CD133-deficient HSCs can competitively and serially reconstitute immune cells and the HSC compartment of irradiated recipient mice. (A) Bars show the composition of graft-derived leukocytes (CD3⁺ T cells, B220⁺ B cells, and CD11b⁺ myeloid cells) in the blood of primary (1°), secondary (2°), tertiary (3°), and quaternary (4°) recipient mice 15, 15.5, 16, and 17.5 wk after transplantation, respectively. Lin^– bone marrow cells of CD133 KO or wild-type mice were mixed with Lin^– wild-type competitor cells and transplanted into irradiated wild-type recipient mice. All genotypes were identified using antibodies specific for different CD45 isotypes. Five replicate recipient mice for either condition were analyzed. Results represent means ± SD. A significant difference was found between T-cell frequencies in quaternary recipients (P = 0.014). (B) Plots show the fold difference of the ratio of the relative contribution of CD133 KO and wild-type cells to blood neutrophils (PMN). Data are presented as fold difference to the initially transplanted mix of wild-type and CD133 KO HSCs over time.
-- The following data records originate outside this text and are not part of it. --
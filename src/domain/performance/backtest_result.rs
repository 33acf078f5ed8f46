use crate::domain::market::Timeframe;
use serde::{Deserialize, Serialize};

/// Mutable bookkeeping of one walk-forward simulation.
///
/// Owned by a single run and dropped when it returns its result.
#[derive(Debug, Clone, PartialEq)]
pub struct SimulationState {
    pub balance: f64,
    pub wins: usize,
    pub losses: usize,
    pub consecutive_wins: usize,
    pub max_consecutive_wins: usize,
    pub max_drawdown_pct: f64,
}

impl SimulationState {
    pub fn new(initial_balance: f64) -> Self {
        Self {
            balance: initial_balance,
            wins: 0,
            losses: 0,
            consecutive_wins: 0,
            max_consecutive_wins: 0,
            max_drawdown_pct: 0.0,
        }
    }

    pub fn record_win(&mut self, credit: f64) {
        self.wins += 1;
        self.consecutive_wins += 1;
        self.max_consecutive_wins = self.max_consecutive_wins.max(self.consecutive_wins);
        self.balance += credit;
    }

    /// Drawdown is measured against the starting balance, not a running peak.
    pub fn record_loss(&mut self, stake: f64, initial_balance: f64) {
        self.losses += 1;
        self.consecutive_wins = 0;
        self.balance -= stake;
        let drawdown = (initial_balance - self.balance) / initial_balance * 100.0;
        if drawdown > self.max_drawdown_pct {
            self.max_drawdown_pct = drawdown;
        }
    }

    pub fn total_trades(&self) -> usize {
        self.wins + self.losses
    }

    pub fn win_rate(&self) -> f64 {
        let total = self.total_trades();
        if total == 0 {
            return 0.0;
        }
        self.wins as f64 / total as f64 * 100.0
    }
}

/// Summary of one walk-forward simulation
#[derive(Debug, Clone, PartialEq, Serialize, Deserialize)]
pub struct BacktestResult {
    /// Percentage in [0, 100]
    pub win_rate: f64,
    pub total_trades: usize,
    pub wins: usize,
    pub losses: usize,
    /// Final balance minus initial balance
    pub profit_simulation: f64,
    /// Worst drawdown observed, in percent
    pub drawdown: f64,
    /// Best winning streak
    pub consecutive_wins: usize,
    pub symbol: String,
    pub timeframe: Timeframe,
    pub period: String,
}

impl BacktestResult {
    pub fn from_state(
        state: &SimulationState,
        initial_balance: f64,
        symbol: &str,
        timeframe: Timeframe,
        bars: usize,
    ) -> Self {
        Self {
            win_rate: state.win_rate(),
            total_trades: state.total_trades(),
            wins: state.wins,
            losses: state.losses,
            profit_simulation: state.balance - initial_balance,
            drawdown: state.max_drawdown_pct,
            consecutive_wins: state.max_consecutive_wins,
            symbol: symbol.to_string(),
            timeframe,
            period: format!("{} Bars", bars),
        }
    }
}
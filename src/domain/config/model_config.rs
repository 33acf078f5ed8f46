//! Model Configuration Domain Value Object
//!
//! Hyper-parameters shared by the two self-training predictors. Every
//! inference call trains from scratch with these settings.
//!
//! # Invariants
//!
//! - Learning rates are positive and finite
//! - `epochs` and `batch_size` are at least 1

use crate::domain::errors::ModelConfigError;
use serde::{Deserialize, Serialize};

#[derive(Debug, Clone, PartialEq, Serialize, Deserialize)]
pub struct ModelConfig {
    /// Adam step size for the pattern classifier
    pub classifier_learning_rate: f64,

    /// Adam step size for the sequence regressor
    pub regressor_learning_rate: f64,

    /// Full passes over the training set
    pub epochs: usize,

    pub batch_size: usize,

    /// Fixed seed for weight initialization and shuffling. `None` draws a
    /// fresh seed per call.
    pub seed: Option<u64>,
}

impl ModelConfig {
    /// Create a new ModelConfig with validation
    ///
    /// # Errors
    ///
    /// Returns `ModelConfigError` if any parameter violates invariants
    pub fn new(
        classifier_learning_rate: f64,
        regressor_learning_rate: f64,
        epochs: usize,
        batch_size: usize,
        seed: Option<u64>,
    ) -> Result<Self, ModelConfigError> {
        let config = Self {
            classifier_learning_rate,
            regressor_learning_rate,
            epochs,
            batch_size,
            seed,
        };
        config.validate()?;
        Ok(config)
    }

    pub fn validate(&self) -> Result<(), ModelConfigError> {
        Self::validate_rate("classifier_learning_rate", self.classifier_learning_rate)?;
        Self::validate_rate("regressor_learning_rate", self.regressor_learning_rate)?;
        Self::validate_count("epochs", self.epochs)?;
        Self::validate_count("batch_size", self.batch_size)?;
        Ok(())
    }

    pub fn with_seed(mut self, seed: u64) -> Self {
        self.seed = Some(seed);
        self
    }

    fn validate_rate(field: &str, value: f64) -> Result<(), ModelConfigError> {
        if !value.is_finite() || value <= 0.0 {
            return Err(ModelConfigError::InvalidLearningRate {
                field: field.to_string(),
                value,
            });
        }
        Ok(())
    }

    fn validate_count(field: &str, value: usize) -> Result<(), ModelConfigError> {
        if value == 0 {
            return Err(ModelConfigError::InvalidCount {
                field: field.to_string(),
                value,
            });
        }
        Ok(())
    }
}

impl Default for ModelConfig {
    fn default() -> Self {
        Self {
            classifier_learning_rate: 0.015,
            regressor_learning_rate: 0.02,
            epochs: 15,
            batch_size: 32,
            seed: None,
        }
    }
}

#[cfg(test)]
mod tests {
    use super::*;

    #[test]
    fn test_default_is_valid() {
        let config = ModelConfig::default();
        assert!(config.validate().is_ok());
        assert_eq!(config.epochs, 15);
    }

    #[test]
    fn test_rejects_non_positive_learning_rate() {
        let result = ModelConfig::new(0.0, 0.02, 15, 32, None);
        assert!(matches!(
            result,
            Err(ModelConfigError::InvalidLearningRate { .. })
        ));

        let result = ModelConfig::new(0.015, f64::NAN, 15, 32, None);
        assert!(result.is_err());
    }

    #[test]
    fn test_rejects_zero_epochs() {
        let result = ModelConfig::new(0.015, 0.02, 0, 32, Some(7));
        assert_eq!(
            result,
            Err(ModelConfigError::InvalidCount {
                field: "epochs".to_string(),
                value: 0
            })
        );
    }
}
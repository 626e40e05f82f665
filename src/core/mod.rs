pub mod actions;
pub mod data;
pub mod errors;
pub mod filters;
pub mod fractals;
pub mod raster;
pub mod util;
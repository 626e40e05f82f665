use std::fmt;
use std::ops::{Add, Mul};

// implement Complex instead of using the num-complex trait for learning
#[derive(Debug, Copy, Clone, PartialEq, Default)]
pub struct Complex {
    pub real: f64,
    pub imag: f64,
}

impl Complex {
    pub const ZERO: Self = Self {
        real: 0.0,
        imag: 0.0,
    };

    #[must_use]
    pub const fn new(real: f64, imag: f64) -> Self {
        Self { real, imag }
    }

    #[must_use]
    pub fn magnitude_squared(&self) -> f64 {
        self.real * self.real + self.imag * self.imag
    }
}

impl Add for Complex {
    type Output = Self;

    fn add(self, other: Self) -> Self {
        Self {
            real: self.real + other.real,
            imag: self.imag + other.imag,
        }
    }
}

impl Mul for Complex {
    type Output = Self;

    fn mul(self, other: Self) -> Self {
        Self {
            real: self.real * other.real - self.imag * other.imag,
            imag: self.real * other.imag + self.imag * other.real,
        }
    }
}

impl fmt::Display for Complex {
    fn fmt(&self, f: &mut fmt::Formatter<'_>) -> fmt::Result {
        if self.imag < 0.0 {
            write!(f, "{}-{}i", self.real, -self.imag)
        } else {
            write!(f, "{}+{}i", self.real, self.imag)
        }
    }
}
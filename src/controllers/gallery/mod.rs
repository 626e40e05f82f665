//! Renders a set of fractals to image files, one file per fractal.

pub mod config;
mod controller;

pub use config::GalleryConfig;
pub use controller::{GalleryController, GalleryError, GalleryReport};
//! Command line input: argument parsing and the command that runs it.

pub mod args;
pub mod commands;

pub use args::{CliArgs, CliCommand, build_command, parse_args_from};
pub use commands::run_cli::{CliError, RunCliCommand};
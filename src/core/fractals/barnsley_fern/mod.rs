pub mod chain;
pub mod generate;
pub mod transform;
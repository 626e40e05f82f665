//! Single-pass post-processing over a [`PixelBuffer`](crate::core::data::pixel_buffer::PixelBuffer).

pub mod adjust;
pub mod convolve;
pub mod resize;
use log::{debug, info};
use std::convert::Infallible;
use std::time::Instant;

use crate::core::actions::cancellation::{
    CANCEL_CHECK_INTERVAL_PIXELS, CancelToken, Cancelled, NeverCancel,
};
use crate::core::data::colour::Colour;
use crate::core::data::pixel_buffer::PixelBuffer;
use crate::core::data::point::Point;
use crate::core::errors::FractalError;
use crate::core::raster::line::draw_line;
use crate::core::raster::triangle::fill_triangle;

pub const SIERPINSKI_CANVAS_SIZE: i32 = 800;
pub const SIERPINSKI_VERTICES: [Point; 3] = [
    Point::new(400, 50),
    Point::new(50, 750),
    Point::new(750, 750),
];
/// Deepest recursion accepted; depth `d` fills `3^d` triangles.
pub const MAX_SIERPINSKI_DEPTH: u32 = 10;

pub fn validate_sierpinski_depth(depth: u32) -> Result<(), FractalError> {
    if depth > MAX_SIERPINSKI_DEPTH {
        return Err(FractalError::InvalidIterationBudget {
            iterations: depth,
            min: 0,
            max: MAX_SIERPINSKI_DEPTH,
        });
    }

    Ok(())
}

fn midpoint(a: Point, b: Point) -> Point {
    Point::new((a.x + b.x) / 2, (a.y + b.y) / 2)
}

/// Visits the `3^depth` corner triangles of the Sierpinski subdivision of
/// `[a, b, c]`, stopping at the first error `visit` returns.
pub fn try_for_each_triangle<E, F>(
    depth: u32,
    [a, b, c]: [Point; 3],
    visit: &mut F,
) -> Result<(), E>
where
    F: FnMut([Point; 3]) -> Result<(), E>,
{
    if depth == 0 {
        return visit([a, b, c]);
    }

    let ab = midpoint(a, b);
    let bc = midpoint(b, c);
    let ca = midpoint(c, a);

    try_for_each_triangle(depth - 1, [a, ab, ca], visit)?;
    try_for_each_triangle(depth - 1, [ab, b, bc], visit)?;
    try_for_each_triangle(depth - 1, [ca, bc, c], visit)
}

pub fn sierpinski_triangles(
    depth: u32,
    outer: [Point; 3],
) -> Result<Vec<[Point; 3]>, FractalError> {
    validate_sierpinski_depth(depth)?;

    let mut triangles = Vec::with_capacity(3usize.pow(depth));
    let Ok(()) = try_for_each_triangle(depth, outer, &mut |triangle| {
        triangles.push(triangle);
        Ok::<(), Infallible>(())
    });

    Ok(triangles)
}

/// Fills one leaf triangle. Leaves squashed flat by midpoint truncation
/// are drawn as their outline instead.
fn draw_leaf(buffer: &mut PixelBuffer, [a, b, c]: [Point; 3]) {
    if let Err(FractalError::DegenerateGeometry { .. }) =
        fill_triangle(buffer, a, b, c, Colour::WHITE)
    {
        draw_line(buffer, a, b, Colour::WHITE);
        draw_line(buffer, b, c, Colour::WHITE);
        draw_line(buffer, c, a, Colour::WHITE);
    }
}

/// White Sierpinski triangle on a black 800x800 canvas. Depth 0 is the
/// solid outer triangle.
pub fn generate_sierpinski_triangle(depth: u32) -> Result<PixelBuffer, FractalError> {
    generate_sierpinski_triangle_cancelable(depth, &NeverCancel)
}

pub fn generate_sierpinski_triangle_cancelable<C: CancelToken>(
    depth: u32,
    cancel: &C,
) -> Result<PixelBuffer, FractalError> {
    validate_sierpinski_depth(depth)?;
    debug!("rendering Sierpinski triangle at depth {}", depth);

    let start = Instant::now();
    let mut buffer = PixelBuffer::with_size(SIERPINSKI_CANVAS_SIZE, SIERPINSKI_CANVAS_SIZE)?;
    let mut filled = 0usize;

    cancel.check()?;
    try_for_each_triangle(depth, SIERPINSKI_VERTICES, &mut |triangle| {
        filled += 1;
        if filled % CANCEL_CHECK_INTERVAL_PIXELS == 0 {
            cancel.check()?;
        }
        draw_leaf(&mut buffer, triangle);
        Ok::<(), Cancelled>(())
    })?;

    info!(
        "Sierpinski triangle rendered ({} triangles) in {:?}",
        filled,
        start.elapsed()
    );
    Ok(buffer)
}
use crate::core::data::complex::Complex;
use crate::core::data::complex_rect::ComplexRect;
use crate::core::data::pixel_rect::PixelRect;
use crate::core::data::point::Point;
use std::error::Error;
use std::fmt;

#[derive(Debug, Copy, Clone, PartialEq)]
pub enum PixelToComplexCoordsError {
    PointOutsideRect { point: Point, pixel_rect: PixelRect },
    DegenerateRect { pixel_rect: PixelRect },
}

impl fmt::Display for PixelToComplexCoordsError {
    fn fmt(&self, f: &mut fmt::Formatter<'_>) -> fmt::Result {
        match self {
            Self::PointOutsideRect { point, pixel_rect } => {
                write!(
                    f,
                    "point (x: {}, y: {}) is outside the {}x{} pixel rect",
                    point.x,
                    point.y,
                    pixel_rect.width(),
                    pixel_rect.height()
                )
            }
            Self::DegenerateRect { pixel_rect } => {
                write!(
                    f,
                    "a {}x{} pixel rect cannot span a complex region",
                    pixel_rect.width(),
                    pixel_rect.height()
                )
            }
        }
    }
}

impl Error for PixelToComplexCoordsError {}

/// Linear map from pixel space onto `complex_rect`: column 0 lands on the
/// minimum real bound, column `width - 1` on the maximum, likewise rows.
pub fn pixel_to_complex_coords(
    pixel_position: Point,
    pixel_rect: PixelRect,
    complex_rect: ComplexRect,
) -> Result<Complex, PixelToComplexCoordsError> {
    if pixel_rect.width() < 2 || pixel_rect.height() < 2 {
        return Err(PixelToComplexCoordsError::DegenerateRect { pixel_rect });
    }

    if !pixel_rect.contains_point(pixel_position) {
        return Err(PixelToComplexCoordsError::PointOutsideRect {
            point: pixel_position,
            pixel_rect,
        });
    }

    let real = f64::from(pixel_position.x) * complex_rect.width()
        / f64::from(pixel_rect.width() - 1)
        + complex_rect.top_left().real;
    let imag = f64::from(pixel_position.y) * complex_rect.height()
        / f64::from(pixel_rect.height() - 1)
        + complex_rect.top_left().imag;

    Ok(Complex { real, imag })
}
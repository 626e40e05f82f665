use crate::core::data::colour::Colour;
use crate::core::data::pixel_buffer::PixelBuffer;
use crate::core::data::point::Point;
use crate::core::errors::FractalError;

/// Twice the signed area of `abc`; zero for collinear vertices.
#[must_use]
pub fn signed_double_area(a: Point, b: Point, c: Point) -> i64 {
    let (ax, ay) = (i64::from(a.x), i64::from(a.y));
    let (bx, by) = (i64::from(b.x), i64::from(b.y));
    let (cx, cy) = (i64::from(c.x), i64::from(c.y));

    (by - cy) * (ax - cx) + (cx - bx) * (ay - cy)
}

/// Fills every pixel of the bounding box whose barycentric weights are all
/// non-negative, edges included. Weights are kept as integers scaled by the
/// triangle's double area so edge pixels are decided exactly.
pub fn fill_triangle(
    buffer: &mut PixelBuffer,
    a: Point,
    b: Point,
    c: Point,
    colour: Colour,
) -> Result<(), FractalError> {
    let denominator = signed_double_area(a, b, c);
    if denominator == 0 {
        return Err(FractalError::DegenerateGeometry { a, b, c });
    }
    let sign = denominator.signum();

    // nothing outside the canvas can be written, so scan only the overlap
    let max_x = buffer.width() as i32 - 1;
    let max_y = buffer.height() as i32 - 1;
    let x_start = a.x.min(b.x).min(c.x).max(0);
    let x_end = a.x.max(b.x).max(c.x).min(max_x);
    let y_start = a.y.min(b.y).min(c.y).max(0);
    let y_end = a.y.max(b.y).max(c.y).min(max_y);

    for y in y_start..=y_end {
        for x in x_start..=x_end {
            let p = Point::new(x, y);
            let alpha = signed_double_area(p, b, c) * sign;
            let beta = signed_double_area(a, p, c) * sign;
            let gamma = denominator * sign - alpha - beta;

            if alpha >= 0 && beta >= 0 && gamma >= 0 {
                buffer.plot(p, colour);
            }
        }
    }

    Ok(())
}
Results show means ± SD of five replicate mice. No statistically significant differences were obtained. (C) Plots show the fold-difference of the ratio of the relative contribution of CD133 KO or wild-type competitor cells to the HSC compartment (KSL) in the bone marrow at the time point of analysis. Data from all replicate mice are shown. Time points of analysis after transplantation were as follows: primary recipients, 24 wk; secondary recipients, 20 wk; tertiary recipients, 16 wk; quaternary recipients, 17.5 wk.